STJ: É possível a compensação por danos morais advinda de conflitos familiares

Para a Terceira Turma do Superior Tribunal de Justiça – STJ, é possível a compensação por danos morais, advinda de conflitos familiares, concretizados em processo de separação judicial. O caso dos autos envolveu ameaças e perseguições do genitor à ex-mulher e aos filhos.

Na ação de origem, os filhos e a ex-cônjuge buscavam indenização por danos materiais e morais em face do ex-marido e pai, em razão de suas atitudes consistentes em perseguições em escola, cursos e instituições religiosas, que causaram transtornos irreparáveis, com a exposição a escândalos e a situações vexatórias.

O homem foi condenado em primeira instância ao pagamento de R$ 10.000 a título de danos morais para cada um dos dois filhos e para a ex-esposa. A sentença foi mantida em segundo grau.

No STJ, o colegiado entendeu que “a ação volitiva do recorrente causou abjeto transtorno aos recorridos, razão pela qual incide, na hipótese vertente, o dever de compensar o dano moral sofrido, já que presentes os elementos da responsabilidade civil, quais sejam conduta ilícita, nexo de causalidade e dano”. Deste modo, a Corte não deu provimento ao recurso, mantendo a indenização.

A relatora, ministra Nancy Andrighi, destacou que “a dignidade e o afeto são valores que devem receber prestígio em todas as relações jurídicas, especialmente às de ordem familiar, em que se deve primar pela proteção integral de seus membros, em dimensão individual e social, respeitadas as diferenças e as vulnerabilidades, sob pena de a conduta lesiva gerar o dever de reparar o dano”.

Para a magistrada, “está superada, portanto, a visão de que não se aplicam os princípios da responsabilidade civil às relações familiares”.

Segundo o vice-presidente da Comissão de Relações Acadêmicas do Instituto Brasileiro de Direito de Família – IBDFAM Conrado Paulino da Rosa, o julgado materializa um fenômeno que tem ocorrido nos últimos dezesseis anos: de que as relações familiares e a possibilidade da aplicação das teorias de responsabilidade civil nesta temática pudessem se fazer possíveis.

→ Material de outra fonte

//! Replayable request descriptions and the response envelope.
//!
//! A [`reqwest::RequestBuilder`] is consumed when sent, so the session
//! pipeline works on an [`ApiRequest`] instead and builds a fresh
//! `reqwest` request for every attempt.

use medora_core::PageMeta;
use reqwest::Method;
use serde::de::DeserializeOwned;
use serde::{Deserialize, Serialize};

use crate::error::ClientResult;

/// Everything needed to send (and re-send) one API call.
#[derive(Debug, Clone, PartialEq)]
pub struct ApiRequest {
    pub method: Method,
    /// Path relative to the API base URL, e.g. `pharmacies/current`.
    pub path: String,
    pub query: Vec<(String, String)>,
    pub body: Option<serde_json::Value>,
}

impl ApiRequest {
    pub fn new(method: Method, path: impl Into<String>) -> Self {
        let path = path.into();
        ApiRequest {
            method,
            path: path.trim_start_matches('/').to_string(),
            query: Vec::new(),
            body: None,
        }
    }

    pub fn get(path: impl Into<String>) -> Self {
        Self::new(Method::GET, path)
    }

    pub fn post(path: impl Into<String>) -> Self {
        Self::new(Method::POST, path)
    }

    pub fn put(path: impl Into<String>) -> Self {
        Self::new(Method::PUT, path)
    }

    /// Adds a query parameter.
    pub fn query(mut self, key: &str, value: impl ToString) -> Self {
        self.query.push((key.to_string(), value.to_string()));
        self
    }

    /// Adds a query parameter when `value` is present.
    pub fn query_opt(self, key: &str, value: Option<impl ToString>) -> Self {
        match value {
            Some(value) => self.query(key, value),
            None => self,
        }
    }

    /// Sets a JSON body.
    pub fn json<B: Serialize + ?Sized>(mut self, body: &B) -> ClientResult<Self> {
        self.body = Some(serde_json::to_value(body)?);
        Ok(self)
    }
}

/// The `{ "data": ..., "meta": ... }` wrapper around every success body.
#[derive(Debug, Clone, PartialEq, Deserialize)]
pub struct Envelope<T> {
    pub data: T,
    #[serde(default)]
    pub meta: Option<PageMeta>,
}

impl<T: DeserializeOwned> Envelope<T> {
    /// Decodes a body and returns its `data`.
    pub fn unwrap_data(body: &str) -> ClientResult<T> {
        Ok(serde_json::from_str::<Envelope<T>>(body)?.data)
    }
}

“Nós não temos dentro da família um escudo em que os danos possam estar afastados de uma eventual condenação. Podemos citar como exemplo a própria questão do abandono afetivo, que enfrentou muita resistência em um primeiro momento para aplicação da tese, e hoje já está consolidado pelos tribunais superiores”, explica o especialista.

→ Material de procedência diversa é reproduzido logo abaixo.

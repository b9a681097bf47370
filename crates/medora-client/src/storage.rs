//! # Session Storage
//!
//! Persists the signed-in session between launches.
//!
//! ## Persisted Shape
//! ```json
//! {
//!   "accessToken": "eyJ...",
//!   "refreshToken": "d1c2...",      // only with "remember me"
//!   "user": { "name": "Sara", "email": "sara@example.com", "lang": "ar" }
//! }
//! ```
//!
//! The [`SessionManager`](crate::session::SessionManager) is the only writer.

use medora_core::UserProfile;
use serde::{Deserialize, Serialize};
use std::fs::{self, OpenOptions};
use std::io::{ErrorKind, Write};
use std::path::{Path, PathBuf};
use std::sync::{Mutex, PoisonError};
use tracing::debug;

use crate::error::{ClientError, ClientResult};

/// Everything needed to reinstate a session without the network.
#[derive(Debug, Clone, PartialEq, Serialize, Deserialize)]
#[serde(rename_all = "camelCase")]
pub struct PersistedSession {
    pub access_token: String,
    #[serde(default, skip_serializing_if = "Option::is_none")]
    pub refresh_token: Option<String>,
    pub user: UserProfile,
}

/// Where the session is kept between launches.
///
/// Calls are synchronous and never made while a lock is held across an
/// `.await`. They do run on the async caller's thread while the session
/// manager holds its state lock, so implementations must stay small and
/// quick: [`FileSessionStore`] writes one small file and fsyncs it.
pub trait SessionStore: Send + Sync {
    /// Returns the stored session, `None` when nothing is stored.
    fn load(&self) -> ClientResult<Option<PersistedSession>>;

    /// Replaces the stored session.
    fn save(&self, session: &PersistedSession) -> ClientResult<()>;

    /// Removes the stored session. Clearing an empty store succeeds.
    fn clear(&self) -> ClientResult<()>;
}

// =============================================================================
// File Store
// =============================================================================

/// Stores the session as `session.json`, readable only by its owner.
#[derive(Debug, Clone)]
pub struct FileSessionStore {
    path: PathBuf,
}

impl FileSessionStore {
    pub fn new(path: impl Into<PathBuf>) -> Self {
        FileSessionStore { path: path.into() }
    }

    pub fn path(&self) -> &Path {
        &self.path
    }

    fn temp_path(&self) -> PathBuf {
        self.path.with_extension("json.tmp")
    }
}

impl SessionStore for FileSessionStore {
    fn load(&self) -> ClientResult<Option<PersistedSession>> {
        let contents = match fs::read_to_string(&self.path) {
            Ok(contents) => contents,
            Err(e) if e.kind() == ErrorKind::NotFound => return Ok(None),
            Err(e) => {
                return Err(ClientError::Storage(format!(
                    "Failed to read {}: {}",
                    self.path.display(),
                    e
                )))
            }
        };

        serde_json::from_str(&contents).map(Some).map_err(|e| {
            ClientError::Storage(format!("Failed to parse {}: {}", self.path.display(), e))
        })
    }

    fn save(&self, session: &PersistedSession) -> ClientResult<()> {
        if let Some(parent) = self.path.parent() {
            fs::create_dir_all(parent).map_err(|e| {
                ClientError::Storage(format!("Failed to create directory {}: {}", parent.display(), e))
            })?;
        }

        let contents = serde_json::to_string_pretty(session)?;
        let temp = self.temp_path();

        // Write-then-rename so a crash never leaves a half-written file.
        let mut options = OpenOptions::new();
        options.write(true).create(true).truncate(true);
        #[cfg(unix)]
        {
            use std::os::unix::fs::OpenOptionsExt;
            options.mode(0o600);
        }

        let mut file = options.open(&temp).map_err(|e| {
            ClientError::Storage(format!("Failed to open {} for writing: {}", temp.display(), e))
        })?;
        file.write_all(contents.as_bytes())
            .and_then(|()| file.sync_all())
            .map_err(|e| ClientError::Storage(format!("Failed to write {}: {}", temp.display(), e)))?;
        fs::rename(&temp, &self.path).map_err(|e| {
            ClientError::Storage(format!("Failed to replace {}: {}", self.path.display(), e))
        })?;

        debug!(path = %self.path.display(), "Session persisted");
        Ok(())
    }

    fn clear(&self) -> ClientResult<()> {
        match fs::remove_file(&self.path) {
            Ok(()) => {
                debug!(path = %self.path.display(), "Session file removed");
                Ok(())
            }
            Err(e) if e.kind() == ErrorKind::NotFound => Ok(()),
            Err(e) => Err(ClientError::Storage(format!(
                "Failed to remove {}: {}",
                self.path.display(),
                e
            ))),
        }
    }
}

// =============================================================================
// Memory Store
// =============================================================================

/// Keeps the session in memory only. Used by tests and by callers that do
/// not want anything written to disk.
#[derive(Debug, Default)]
pub struct MemorySessionStore {
    session: Mutex<Option<PersistedSession>>,
}

impl MemorySessionStore {
    pub fn new() -> Self {
        Self::default()
    }

    /// A store that already holds `session`.
    pub fn with_session(session: PersistedSession) -> Self {
        MemorySessionStore {
            session: Mutex::new(Some(session)),
        }
    }
}

impl SessionStore for MemorySessionStore {
    fn load(&self) -> ClientResult<Option<PersistedSession>> {
        Ok(self
            .session
            .lock()
            .unwrap_or_else(PoisonError::into_inner)
            .clone())
    }

    fn save(&self, session: &PersistedSession) -> ClientResult<()> {
        *self.session.lock().unwrap_or_else(PoisonError::into_inner) = Some(session.clone());
        Ok(())
    }

    fn clear(&self) -> ClientResult<()> {
        *self.session.lock().unwrap_or_else(PoisonError::into_inner) = None;
        Ok(())
    }
}

// Shared stores let tests keep a handle while the manager owns another.
impl<S: SessionStore + ?Sized> SessionStore for std::sync::Arc<S> {
    fn load(&self) -> ClientResult<Option<PersistedSession>> {
        (**self).load()
    }

    fn save(&self, session: &PersistedSession) -> ClientResult<()> {
        (**self).save(session)
    }

    fn clear(&self) -> ClientResult<()> {
        (**self).clear()
    }
}

// =============================================================================
// Unit Tests
// =============================================================================

#[cfg(test)]
mod tests {
    use super::*;

    fn session(refresh: Option<&str>) -> PersistedSession {
        PersistedSession {
            access_token: "T1".into(),
            refresh_token: refresh.map(String::from),
            user: serde_json::from_str(r#"{"name":"Sara","email":"sara@example.com"}"#).unwrap(),
        }
    }

    #[test]
    fn test_file_store_round_trip() {
        let dir = tempfile::tempdir().unwrap();
        let store = FileSessionStore::new(dir.path().join("nested").join("session.json"));

        assert_eq!(store.load().unwrap(), None);

        store.save(&session(Some("R1"))).unwrap();
        assert_eq!(store.load().unwrap(), Some(session(Some("R1"))));
        assert!(!store.temp_path().exists());

        store.clear().unwrap();
        assert_eq!(store.load().unwrap(), None);
        store.clear().unwrap();
    }

    #[cfg(unix)]
    #[test]
    fn test_file_store_is_owner_only() {
        use std::os::unix::fs::PermissionsExt;

        let dir = tempfile::tempdir().unwrap();
        let store = FileSessionStore::new(dir.path().join("session.json"));
        store.save(&session(None)).unwrap();

        let mode = fs::metadata(store.path()).unwrap().permissions().mode();
        assert_eq!(mode & 0o777, 0o600);
    }

    #[test]
    fn test_corrupt_file_is_an_error() {
        let dir = tempfile::tempdir().unwrap();
        let path = dir.path().join("session.json");
        fs::write(&path, "{ not json").unwrap();

        let store = FileSessionStore::new(path);
        assert!(matches!(store.load(), Err(ClientError::Storage(_))));
    }

    #[test]
    fn test_refresh_token_omitted_when_absent() {
        let json = serde_json::to_string(&session(None)).unwrap();
        assert!(json.contains("accessToken"));
        assert!(!json.contains("refreshToken"));
    }

    #[test]
    fn test_memory_store() {
        let store = MemorySessionStore::new();
        assert_eq!(store.load().unwrap(), None);

        store.save(&session(Some("R1"))).unwrap();
        assert!(store.load().unwrap().is_some());

        store.clear().unwrap();
        assert_eq!(store.load().unwrap(), None);
    }
}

Para ele, não há dúvida que esse tipo de atitude precisa ter consequências. “Até para que tenhamos não só uma reparação para aqueles envolvidos, mas também um agir pedagógico. Afinal, a partir do momento em que esta condenação vem a público, temos um freio para que as pessoas possam repensar suas atitudes em situações análogas.”

Conrado reconhece que esse tipo de situação, em muitos casos, acarreta em um pensamento de que afinal de contas isso já aconteceu e não se pode voltar ao status quo anterior. “Mas a verdade é que nem sempre a gente consegue voltar ao universo anterior. É justamente nessa situação que o dano moral ele vem a compensar pelo sofrimento vivenciado.”

O advogado observa que, além das indenizações de cunho imaterial, há a possibilidade de ressarcimento de danos materiais. “O tratamento psicológico, por exemplo, é uma forma de compensa, desde que se consiga demonstrar o nexo de causalidade, ou seja, de que a aquele sofrimento psíquico decorreu dessa prática.”

Stalking é crime

Em vigor desde março, a Lei 14.132/2021 criminaliza a perseguição e a define como a perseguição reiterada, por qualquer meio, como a internet (cyberstalking), que ameaça a integridade física e psicológica de alguém, interferindo na liberdade e na privacidade da vítima. Conrado entende que a norma se aplicaria também no caso dos autos.

“Esse julgado demonstra muito bem a pertinência da aprovação desta alteração legislativa, afinal de contas enquanto a gente não tem um tipo penal, não temos como ter as consequências. E hoje nós temos já um tipo penal certamente poderia evitar que esse tipo de atitude pudesse ser materializado”, pontua o advogado.

A norma prevê seis meses a dois anos de reclusão (prisão que pode ser cumprida em regime fechado) e multa. A pena será aumentada em 50% se o crime for cometido contra mulheres por razões da condição do sexo feminino; contra crianças, adolescentes ou idosos; se os criminosos agirem em grupo ou se houver uso de arma.